Friday, January 9, 2015

The Baptism of the Lamb

The next day John saw Jesus coming toward him, and said, “Behold! The Lamb of God who takes away the sin of the world!” (John 1:29)
The “next day” is the day after John the Baptist had a set-to with Pharisees and Jewish leaders at the river Jordan. It was also some time after John baptized Jesus. Now John sees Jesus coming his way again, and he identifies him publicly: “Behold! The Lamb of God who takes away the sin of the world.”

Though John preached a “baptism of repentance for the forgiveness of sin” (Mark 1:4, Luke 3:3 NIV) it could not itself take away sin, and was never intended to. John’s role was to prepare the way of the Lord, and the baptism he offered was to prepare the people to receive the one to come who would bring forgiveness. John did not know who this one, not until he came to be baptized by John. It was by this baptism that the messianic identity was revealed, and John gives solemn witness to it:
Then John gave this testimony: “I saw the Spirit come down from heaven as a dove and remain on him. And I myself did not know him, but the one who sent me to baptize with water told me, ‘The man on whom you see the Spirit come down and remain is the one who will baptize with the Holy Spirit.’ I have seen and I testify that this is God's Chosen One.” (John 1:32-34 NIV)
“Behold!” John says. He is arresting the attention of his listeners, giving them a new focus, inviting them into a new revelation.

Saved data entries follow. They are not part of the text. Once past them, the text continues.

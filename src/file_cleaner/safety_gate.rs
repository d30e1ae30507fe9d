use serde::Serialize;
use std::fmt;
use std::fs::{self, OpenOptions};
use std::io;
use std::path::{Path, PathBuf};

use super::classifier::context::{is_within, normalize};
use super::classifier::Classifier;
use super::process_snapshot::ProcessSnapshot;
use super::types::{Classification, SafetyLevel, ScannedFile};

/// Processes a healthy Windows session always runs.
pub const CRITICAL_PROCESSES: &[&str] = &[
    "explorer", "winlogon", "csrss", "smss", "wininit", "services", "lsass", "dwm",
];
const MIN_CRITICAL_RATIO: f64 = 0.8;

/// Why the gate refused a destructive action.
#[derive(Debug, Clone, PartialEq, Eq)]
pub enum GateRefusal {
    CriticalPath,
    Protected(PathBuf),
    NotCleanable(SafetyLevel),
    Vanished,
    InUse(String),
}

impl fmt::Display for GateRefusal {
    fn fmt(&self, f: &mut fmt::Formatter<'_>) -> fmt::Result {
        match self {
            GateRefusal::CriticalPath => write!(f, "path is inside a critical system location"),
            GateRefusal::Protected(dir) => write!(f, "path is inside protected directory {}", dir.display()),
            GateRefusal::NotCleanable(level) => write!(f, "safety level {:?} is not cleanable", level),
            GateRefusal::Vanished => write!(f, "file no longer exists"),
            GateRefusal::InUse(reason) => write!(f, "file is in use: {}", reason),
        }
    }
}

#[derive(Debug, Clone, Default, Serialize)]
pub struct PreflightReport {
    pub can_proceed: bool,
    pub warnings: Vec<String>,
}

/// Independent re-check run right before anything is deleted, truncated or removed.
#[derive(Debug, Clone)]
pub struct SafetyGate {
    protected: Vec<(PathBuf, String)>,
    process_check: bool,
    pinned_snapshot: Option<ProcessSnapshot>,
}

impl SafetyGate {
    pub fn new(protected_dirs: Vec<PathBuf>) -> Self {
        let protected = protected_dirs
            .into_iter()
            .flat_map(|dir| {
                let mut forms = vec![(dir.clone(), normalize(&dir.to_string_lossy()))];
                if let Ok(canonical) = fs::canonicalize(&dir) {
                    forms.push((dir, normalize_canonical(&canonical)));
                }
                forms
            })
            .collect();
        Self {
            protected,
            process_check: cfg!(all(windows, feature = "process-check")),
            pinned_snapshot: None,
        }
    }

    pub fn with_process_check(mut self, enabled: bool) -> Self {
        self.process_check = enabled;
        self
    }

    /// Runs the process check against `snapshot` instead of capturing the live process list.
    pub fn with_process_snapshot(mut self, snapshot: ProcessSnapshot) -> Self {
        self.process_check = true;
        self.pinned_snapshot = Some(snapshot);
        self
    }

    pub fn is_safe_to_delete(&self, file: &ScannedFile) -> bool {
        self.check(file.path(), &file.classification).is_ok()
    }

    pub fn check(&self, path: &Path, classification: &Classification) -> Result<(), GateRefusal> {
        self.check_location(path)?;
        if !classification.is_cleanable() {
            return Err(GateRefusal::NotCleanable(classification.safety));
        }
        match fs::symlink_metadata(path) {
            Ok(_) => {}
            Err(err) if err.kind() == io::ErrorKind::NotFound => return Err(GateRefusal::Vanished),
            Err(err) => return Err(GateRefusal::InUse(err.to_string())),
        }
        probe_exclusive(path).map_err(|err| GateRefusal::InUse(err.to_string()))
    }

    /// True when another handle holds the file exclusively.
    pub fn is_in_use(path: &Path) -> bool {
        probe_exclusive(path).is_err()
    }

    /// Location-only check for empty directory removal.
    pub fn check_directory(&self, dir: &Path) -> Result<(), GateRefusal> {
        self.check_location(dir)
    }

    fn check_location(&self, path: &Path) -> Result<(), GateRefusal> {
        if Classifier::is_critical_path(path) {
            return Err(GateRefusal::CriticalPath);
        }
        let mut forms = vec![normalize(&path.to_string_lossy())];
        if let Ok(canonical) = fs::canonicalize(path) {
            forms.push(normalize_canonical(&canonical));
        }
        for (dir, protected) in &self.protected {
            if forms.iter().any(|form| is_within(form, protected)) {
                return Err(GateRefusal::Protected(dir.clone()));
            }
        }
        Ok(())
    }

    pub async fn preflight(&self, paths: &[PathBuf]) -> PreflightReport {
        let snapshot = if let Some(pinned) = &self.pinned_snapshot {
            pinned.clone()
        } else if self.process_check {
            ProcessSnapshot::capture().await
        } else {
            ProcessSnapshot::empty()
        };
        self.preflight_with(&snapshot, paths)
    }

    pub fn preflight_with(&self, snapshot: &ProcessSnapshot, paths: &[PathBuf]) -> PreflightReport {
        let mut report = PreflightReport {
            can_proceed: true,
            warnings: Vec::new(),
        };

        if self.process_check {
            let ratio = snapshot.running_ratio(CRITICAL_PROCESSES);
            if ratio < MIN_CRITICAL_RATIO {
                report.can_proceed = false;
                report.warnings.push(format!(
                    "Only {:.0}% of critical system processes are running",
                    ratio * 100.0
                ));
            }
        }

        let protected = paths.iter().filter(|p| self.check_location(p).is_err()).count();
        if protected > 0 {
            report
                .warnings
                .push(format!("{} paths are inside protected locations and will be skipped", protected));
        }

        let inaccessible = paths.iter().filter(|p| fs::symlink_metadata(p).is_err()).count();
        if inaccessible > 0 {
            report
                .warnings
                .push(format!("{} paths are not accessible", inaccessible));
        }

        report
    }
}

fn normalize_canonical(path: &Path) -> String {
    let normalized = normalize(&path.to_string_lossy());
    normalized
        .strip_prefix("//?/")
        .map(str::to_string)
        .unwrap_or(normalized)
}

#[cfg(windows)]
fn probe_exclusive(path: &Path) -> io::Result<()> {
    use std::os::windows::fs::OpenOptionsExt;
    OpenOptions::new()
        .read(true)
        .write(true)
        .share_mode(0)
        .open(path)
        .map(|_| ())
}

#[cfg(unix)]
fn probe_exclusive(path: &Path) -> io::Result<()> {
    use std::os::unix::io::AsRawFd;
    let file = OpenOptions::new().read(true).write(true).open(path)?;
    let fd = file.as_raw_fd();
    // SAFETY: `fd` is owned by `file`, which outlives both calls.
    let rc = unsafe { libc::flock(fd, libc::LOCK_EX | libc::LOCK_NB) };
    if rc != 0 {
        return Err(io::Error::last_os_error());
    }
    unsafe { libc::flock(fd, libc::LOCK_UN) };
    Ok(())
}

#[cfg(not(any(windows, unix)))]
fn probe_exclusive(path: &Path) -> io::Result<()> {
    OpenOptions::new().read(true).write(true).open(path).map(|_| ())
}

#[cfg(test)]
mod tests {
    use super::*;
    use crate::file_cleaner::types::{Category, FileRecord};
    use tempfile::TempDir;

    const SAFE: Classification = Classification::new(Category::Temp, SafetyLevel::VerySafe);

    fn gate(protected: &Path) -> SafetyGate {
        SafetyGate::new(vec![protected.to_path_buf()]).with_process_check(false)
    }

    #[test]
    fn protected_directories_are_refused() {
        let dir = TempDir::new().unwrap();
        let system = dir.path().join("Windows");
        fs::create_dir_all(&system).unwrap();
        let file = system.join("notes.tmp");
        fs::write(&file, b"x").unwrap();

        assert!(matches!(gate(&system).check(&file, &SAFE), Err(GateRefusal::Protected(_))));
        assert!(gate(&system).check(&system, &SAFE).is_err());
    }

    #[test]
    fn sibling_with_shared_prefix_is_not_protected() {
        let dir = TempDir::new().unwrap();
        let protected = dir.path().join("Windows");
        let sibling = dir.path().join("WindowsApps");
        fs::create_dir_all(&sibling).unwrap();
        let file = sibling.join("cache.tmp");
        fs::write(&file, b"x").unwrap();

        assert!(gate(&protected).check(&file, &SAFE).is_ok());
    }

    #[test]
    fn system32_paths_refused_even_when_called_safe() {
        let dir = TempDir::new().unwrap();
        let file = dir.path().join("Windows").join("System32").join("scratch.tmp");
        fs::create_dir_all(file.parent().unwrap()).unwrap();
        fs::write(&file, b"x").unwrap();

        let record = FileRecord::from_path(&file).unwrap();
        let scanned = ScannedFile::new(record, SAFE);
        let gate = SafetyGate::new(Vec::new()).with_process_check(false);
        assert!(!gate.is_safe_to_delete(&scanned));
        assert_eq!(gate.check(&file, &SAFE), Err(GateRefusal::CriticalPath));
    }

    #[test]
    fn unsafe_levels_are_refused() {
        let dir = TempDir::new().unwrap();
        let file = dir.path().join("letter.odt");
        fs::write(&file, b"x").unwrap();
        let verdict = Classification::new(Category::UserData, SafetyLevel::Moderate);

        assert_eq!(
            gate(&dir.path().join("Windows")).check(&file, &verdict),
            Err(GateRefusal::NotCleanable(SafetyLevel::Moderate))
        );
    }

    #[test]
    fn vanished_files_are_refused() {
        let dir = TempDir::new().unwrap();
        let file = dir.path().join("gone.tmp");
        assert_eq!(gate(&dir.path().join("Windows")).check(&file, &SAFE), Err(GateRefusal::Vanished));
    }

    #[cfg(unix)]
    #[test]
    fn exclusively_locked_files_are_in_use() {
        use std::os::unix::io::AsRawFd;
        let dir = TempDir::new().unwrap();
        let file = dir.path().join("busy.tmp");
        fs::write(&file, b"x").unwrap();

        let holder = OpenOptions::new().write(true).open(&file).unwrap();
        let rc = unsafe { libc::flock(holder.as_raw_fd(), libc::LOCK_EX) };
        assert_eq!(rc, 0);

        let g = gate(&dir.path().join("Windows"));
        assert!(matches!(g.check(&file, &SAFE), Err(GateRefusal::InUse(_))));
        drop(holder);
        assert!(g.check(&file, &SAFE).is_ok());
    }

    #[test]
    fn preflight_requires_most_critical_processes() {
        let gate = SafetyGate::new(Vec::new()).with_process_check(true);
        let healthy = ProcessSnapshot::from_names(CRITICAL_PROCESSES.iter().map(|n| format!("{}.exe", n)));
        assert!(gate.preflight_with(&healthy, &[]).can_proceed);

        let degraded = ProcessSnapshot::from_names(["explorer.exe", "dwm.exe"]);
        let report = gate.preflight_with(&degraded, &[]);
        assert!(!report.can_proceed);
        assert_eq!(report.warnings.len(), 1);
    }

    #[tokio::test]
    async fn preflight_without_process_check_only_warns() {
        let dir = TempDir::new().unwrap();
        let gate = gate(dir.path());
        let report = gate.preflight(&[dir.path().join("inside.tmp")]).await;
        assert!(report.can_proceed);
        assert_eq!(report.warnings.len(), 2);
    }
}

“The Lamb of God who takes away the sin of the world.” This is a sacrificial lamb, a pure and spotless lamb, a lamb that takes away sin. Jesus came to John to be baptized, though he had no sin of his own to confess and nothing to repent of. But in the humility of baptism, he identified with the people who very much needed to have their sin taken away. And submitting to those baptismal waters, he foreshadowed the death, burial and resurrection by which he would deal with sin once and for all. The Lamb of God takes away the sin of the whole world and not just that of Israel.

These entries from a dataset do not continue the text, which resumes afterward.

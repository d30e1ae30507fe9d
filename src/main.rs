use appdata_cleaner_lib::file_cleaner::{CategorizedScan, CleanerStats, DEFAULT_GENERAL_CLEAN};
use appdata_cleaner_lib::{CleanerEngine, KeepStrategy, OperationTracker, PathCatalog, Settings};
use clap::{Parser, Subcommand, ValueEnum};
use serde::Serialize;
use std::path::PathBuf;
use std::process::ExitCode;

#[derive(Debug, Parser)]
#[command(name = "appdata-cleaner", version, about = "Safety-first cleanup of Windows user profiles")]
struct Cli {
    /// Settings file (defaults to ~/.appdata_cleaner/config.json)
    #[arg(long, global = true)]
    config: Option<PathBuf>,

    /// Debug logging
    #[arg(long, global = true)]
    verbose: bool,

    #[command(subcommand)]
    command: Command,
}

#[derive(Debug, Subcommand)]
enum Command {
    /// Scan one category and print the categorized result
    Scan {
        #[arg(value_enum)]
        category: ScanKind,
        /// Print a statistics summary instead of the full file list
        #[arg(long)]
        summary: bool,
    },
    /// Scan one category, then clean its default selection
    Clean {
        #[arg(value_enum)]
        category: ScanKind,
        /// Labels to clean instead of the category defaults
        #[arg(long = "label")]
        labels: Vec<String>,
        #[arg(long)]
        no_backup: bool,
        #[arg(long)]
        dry_run: bool,
    },
    /// Report duplicates under the given paths, optionally removing extra copies
    Duplicates {
        paths: Vec<PathBuf>,
        #[arg(long)]
        remove: bool,
        /// newest, oldest, shortest_path or longest_path
        #[arg(long)]
        keep: Option<String>,
        #[arg(long)]
        no_backup: bool,
    },
    /// Trim browser history
    History {
        #[arg(long)]
        days: Option<u32>,
        #[arg(long = "browser")]
        browsers: Vec<String>,
    },
    /// Manage backups
    Backups {
        #[command(subcommand)]
        action: BackupAction,
    },
}

#[derive(Debug, Clone, Copy, ValueEnum)]
enum ScanKind {
    General,
    Appdata,
    Temp,
    Browser,
    Logs,
}

#[derive(Debug, Subcommand)]
enum BackupAction {
    List,
    Restore {
        path: PathBuf,
        /// Restore to the recorded original paths instead of the staging directory
        #[arg(long)]
        original: bool,
    },
    Delete {
        path: PathBuf,
    },
    Cleanup,
}

fn init_logging(verbose: bool) {
    let default_level = if verbose { "debug" } else { "info" };
    let env = env_logger::Env::default().default_filter_or(default_level);
    let _ = env_logger::Builder::from_env(env).try_init();
}

fn print_json<T: Serialize>(value: &T) -> appdata_cleaner_lib::Result<()> {
    println!("{}", serde_json::to_string_pretty(value)?);
    Ok(())
}

async fn scan(engine: &CleanerEngine, kind: ScanKind) -> appdata_cleaner_lib::Result<CategorizedScan> {
    match kind {
        ScanKind::General => engine.scan_general().await,
        ScanKind::Appdata => engine.scan_appdata(None).await,
        ScanKind::Temp => engine.scan_temp().await,
        ScanKind::Browser => engine.scan_browser_cache(None).await,
        ScanKind::Logs => engine.scan_logs().await,
    }
}

async fn run(cli: Cli) -> appdata_cleaner_lib::Result<()> {
    let config_path = cli.config.unwrap_or_else(Settings::default_path);
    let mut settings = Settings::load_or_default(&config_path);
    if let Command::Clean { dry_run: true, .. } = cli.command {
        settings.dry_run = true;
    }
    let stats_path = settings.backup_path.with_file_name("telemetry.json");
    let engine = CleanerEngine::new(settings, PathCatalog::from_env(), OperationTracker::new())?
        .with_stats(CleanerStats::persisted_at(stats_path));

    match cli.command {
        Command::Scan { category, summary } => {
            let result = scan(&engine, category).await?;
            if summary {
                print_json(&engine.statistics(&result))
            } else {
                print_json(&result)
            }
        }
        Command::Clean {
            category,
            labels,
            no_backup,
            ..
        } => {
            let result = scan(&engine, category).await?;
            let chosen: Vec<&str> = labels.iter().map(String::as_str).collect();
            let chosen = (!chosen.is_empty()).then_some(chosen.as_slice());
            let backup = !no_backup;
            let cleaned = match category {
                ScanKind::Temp => engine.clean_temp(&result, chosen, backup).await?,
                ScanKind::Logs => engine.clean_logs(&result, chosen, backup).await?,
                ScanKind::Appdata => engine.clean_appdata(&result, backup).await?,
                ScanKind::Browser => engine.clean_browser_cache(&result, backup).await?,
                ScanKind::General => {
                    engine
                        .clean_categories(&result, chosen.unwrap_or(&DEFAULT_GENERAL_CLEAN), backup)
                        .await?
                }
            };
            print_json(&cleaned)
        }
        Command::Duplicates {
            paths,
            remove,
            keep,
            no_backup,
        } => {
            let result = engine.scan_duplicates(&paths).await?;
            if !remove {
                return print_json(&result.report());
            }
            let strategy = KeepStrategy::parse(keep.as_deref().unwrap_or(&engine.settings().keep_strategy));
            let cleaned = engine
                .remove_duplicates(&result.groups, strategy, !no_backup)
                .await?;
            print_json(&cleaned)
        }
        Command::History { days, browsers } => {
            let days = days.unwrap_or(engine.settings().history_days_to_keep);
            let filter = (!browsers.is_empty()).then_some(browsers.as_slice());
            let result = engine.clean_browser_history(filter, days).await?;
            print_json(&result)
        }
        Command::Backups { action } => match action {
            BackupAction::List => print_json(&engine.list_backups()),
            BackupAction::Restore { path, original } => {
                print_json(&engine.restore_backup(&path, original)?)
            }
            BackupAction::Delete { path } => {
                engine.delete_backup(&path)?;
                print_json(&serde_json::json!({ "deleted": path }))
            }
            BackupAction::Cleanup => {
                let removed = engine.cleanup_backups();
                print_json(&serde_json::json!({ "removed": removed }))
            }
        },
    }
}

#[tokio::main]
async fn main() -> ExitCode {
    let cli = Cli::parse();
    init_logging(cli.verbose);

    match run(cli).await {
        Ok(()) => ExitCode::SUCCESS,
        Err(err) => {
            log::error!("{}", err);
            ExitCode::FAILURE
        }
    }
}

Christian baptism mirrors the baptism of Jesus. In his baptism, Jesus identifies with us. In our baptism, we are identified with him. In his baptism, Jesus’ death, burial and resurrection are prefigured. In our baptism, we are immersed in his death, burial and resurrection. In his baptism, Jesus is revealed as the Lamb of God who takes away the sin of the world. In our baptism, we are revealed as those whose sin is taken away. Behold!